Essentially, his message to those in attendance was that the U.S. should top stop looking at manufacturing as a leading source of job growth and economic stimulus. Instead, Ma urged, more energy and resources should be directed at new technologies like artificial intelligence that can help streamline business operations.

His feelings are that these types of technologies can help stimulate growth in more businesses of varying sizes by helping them make better decisions more cost-effectively, which keeps them globally competitive.

Just as a refresher, Alibaba is basically the Amazon of China, except it’s operating in more than 200 countries, is the first Asian company to exceed the $400 billion valuation mark, and it registers more than $5 billion in annual profits. A quick scoreboard check shows its about 5 times more profitable than Amazon.
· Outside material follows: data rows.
//! Shared test helpers for integration tests
//!
//! Note: Functions may appear unused because each test file compiles separately.

#![allow(dead_code)]

use std::time::Duration;

use peeksheet::config::SheetConfig;
use peeksheet::{GestureSample, SheetController, TabEntry};

/// Frame step used by the animation-driving helpers (60 fps).
pub const FRAME: Duration = Duration::from_millis(16);

/// Controller with the default config and the demo's three tabs.
pub fn test_controller() -> SheetController<u32> {
    let mut controller = SheetController::new(SheetConfig::default());
    controller.add_tab(TabEntry::new("songs", "Songs", 1));
    controller.add_tab(TabEntry::new("albums", "Albums", 2));
    controller.add_tab(TabEntry::new("shows", "Shows", 3));
    controller
}

/// Tick the controller until every animation settles.
///
/// Panics if nothing settles within a generous frame budget so a broken
/// spring shows up as a test failure instead of a hang.
pub fn run_to_rest(controller: &mut SheetController<u32>) {
    for _ in 0..600 {
        if !controller.tick(FRAME) {
            return;
        }
    }
    panic!("animations did not settle within 600 frames");
}

/// Scripted pan gesture: start, one move, and a release with the given
/// cumulative delta (px, positive down) and velocity (px/ms).
pub fn pan(controller: &mut SheetController<u32>, delta_y: f64, velocity_y: f64) {
    controller.on_gesture(GestureSample::start());
    controller.on_gesture(GestureSample::moving(delta_y, velocity_y));
    controller.on_gesture(GestureSample::end(delta_y, velocity_y));
}

/// Expand the sheet and let it settle.
pub fn expand_and_rest(controller: &mut SheetController<u32>) {
    controller.expand();
    run_to_rest(controller);
    assert!(controller.is_expanded());
    assert_eq!(controller.offset(), 0.0);
}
The perceived slam on manufacturing jives with Alibaba’s business-to-business sourcing platform strategies. These highly successful purchasing sites don’t focus on where a product is made, but who can provide it more quickly and at the best price.

And while the company pledged to create up to one million new jobs in the U.S. by 2021 – those jobs will be focused on order fulfillment, of products from … ideally China or a another country synonymous with lower-cost manufacturing.

At the end of the day the products bought and sold on Alibaba’s sites have to be made somewhere, and it would seem to benefit a Chinese e-commerce giant if they came from countries that can provide goods at lower costs with better margins for the retailer.